The J. Paul Getty Trust announced today on its website that it had filed its initial report on the Trust’s implementation and compliance with the policy changes mandated by the California Attorney General’s office after its investigation last year.
According the the Trust’s press release:
The report includes the new and revised policies and procedures approved in April 2006 by the Board of Trustees and implemented by management to improve governance and oversight….
The Getty also announced that it has engaged Deloitte Financial Advisory Services LLP to assess the Trust’s implementation of and compliance with its new and revised policies and procedures. Based on procedures developed solely by the firm, Deloitte will review policies and procedures related to business expenses, grants, human resources, conflict of interest compliance and employee complaints and whistle blowing.
The Getty’s agreement with the AG last October called for oversight of its operations by independent monitor, former Attorney General John Van de Kamp. He now has 60 days to review the report and “advise the Attorney General as to whether the Trust has satisfactorily implemented and complied with the [mandated] reforms.”
Two more such reports will be issued under the agreement, the next due July 31 and the last due a year from now.
The Getty has refused to make public any of the crucial underlying documents related to the AG’s investigation, including reports that its board’s special committee received from counsel; its responses to the AG’s requests for information and documents; and the detailed letter that the Getty received from the AG at the conclusion of the investigation.

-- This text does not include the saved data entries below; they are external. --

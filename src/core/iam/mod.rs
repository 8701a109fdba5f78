//! Identity and Access Management (IAM) policy evaluation
//!
//! Provides policy-based authorization with:
//! - Allow/Deny statements with explicit deny precedence
//! - Wildcard pattern matching for actions, resources and principals
//! - Condition evaluation (String, Numeric, Date, Bool, IP address operations)
//! - Cross-account ownership checks and resource-based policies
//! - `Limit` statements evaluated as resource quotas, independently of Allow/Deny
//! - Contracts attached to Allow statements and delivered on success
//! - LRU caching of compiled wildcard patterns

pub mod ambient;
mod cache;
mod condition;
mod context;
mod contract;
mod effect;
mod engine;
mod keys;
mod matcher;
mod pattern;
mod policy;
mod principal;
mod quota;
mod slot;

pub use cache::PatternCache;
pub use condition::{CidrRange, Condition, ConditionOperator};
pub use context::EvaluationContext;
pub use contract::{Contract, ContractMap, ContractSink, ContractType, RequestContracts};
pub use effect::{Decision, DenyReason, EffectResolver, Ownership};
pub use engine::{AuthorizationRequest, DefaultPolicyEngine, EngineBuilder, PolicyEngine};
pub use keys::{
    evaluate_host_keys, ConditionKey, HostKeys, KeyRegistry, KeyScope, KeySnapshot, StaticKey,
    StaticKeyRegistry, CURRENT_TIME, SECURE_TRANSPORT, SOURCE_IP,
};
pub use matcher::{MatchMode, MatchedStatement, StatementMatcher};
pub use pattern::{CaseSensitivity, PatternMatcher, ResourcePattern};
pub use policy::{Effect, PolicyDocument, PolicyScope, PolicyVersion, Statement};
pub use principal::{
    EffectivePrincipal, Principal, PrincipalOverride, PrincipalPattern, PrincipalType,
    ResourceAccount,
};
pub use quota::{InMemoryUsage, QuotaDecision, QuotaEvaluator, QuotaLimit, QuotaScope, UsageProvider};
pub use slot::EngineSlot;
#![no_main]
use arbitrary::Arbitrary;
use iam_engine::iam::{CaseSensitivity, PatternMatcher, ResourceAccount, ResourcePattern};
use iam_engine::QualifiedName;
use libfuzzer_sys::fuzz_target;

#[derive(Arbitrary, Debug)]
struct Input {
    pattern: String,
    value: String,
    ignore_case: bool,
}

fuzz_target!(|input: Input| {
    let matcher = PatternMatcher::new(4);
    let case = if input.ignore_case {
        CaseSensitivity::Insensitive
    } else {
        CaseSensitivity::Sensitive
    };

    let first = matcher.matches(&input.pattern, &input.value, case);
    // Cached and uncached answers must agree
    assert_eq!(first, matcher.matches(&input.pattern, &input.value, case));
    matcher.clear_cache();
    assert_eq!(first, matcher.matches(&input.pattern, &input.value, case));

    if !input.pattern.contains(['*', '?']) && case == CaseSensitivity::Sensitive {
        assert_eq!(first, input.pattern == input.value);
    }

    let resource = ResourcePattern::parse(&input.pattern);
    let resource_type = QualifiedName::parse(&input.value).ok();
    let any_account = resource.matches(&matcher, &ResourceAccount::Unowned, resource_type.as_ref(), &input.value);
    let owned = resource.matches(
        &matcher,
        &ResourceAccount::account("000000000001"),
        resource_type.as_ref(),
        &input.value,
    );
    // Naming an account can only narrow a pattern, never widen it
    if any_account {
        assert!(owned);
    }
});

To these nondisclosures we now can add the the “confidential” report that the Getty has just send to the AG. As I have repeatedly stated, all of these government-agency filings should be considered public documents and made publicly available.
Let us also note for the record that the J. Paul Getty Museum’s director, Michael Brand—not to be outdone by Italian Culture Minister Francesco Rutelli—yesterday scored his own Op-Ed piece on the Getty-Italy antiquities contretemps in the Wall Street Journal.
For those who are keeping score, Brand got 662 words in the WSJ, compared to Rutelli’s 651. If you subscribe to the online WSJ, you can a access Brand’s article here.
If not, you can revisit his rebuttal of Rutelli in CultureGrrl, which covers much of the same ground.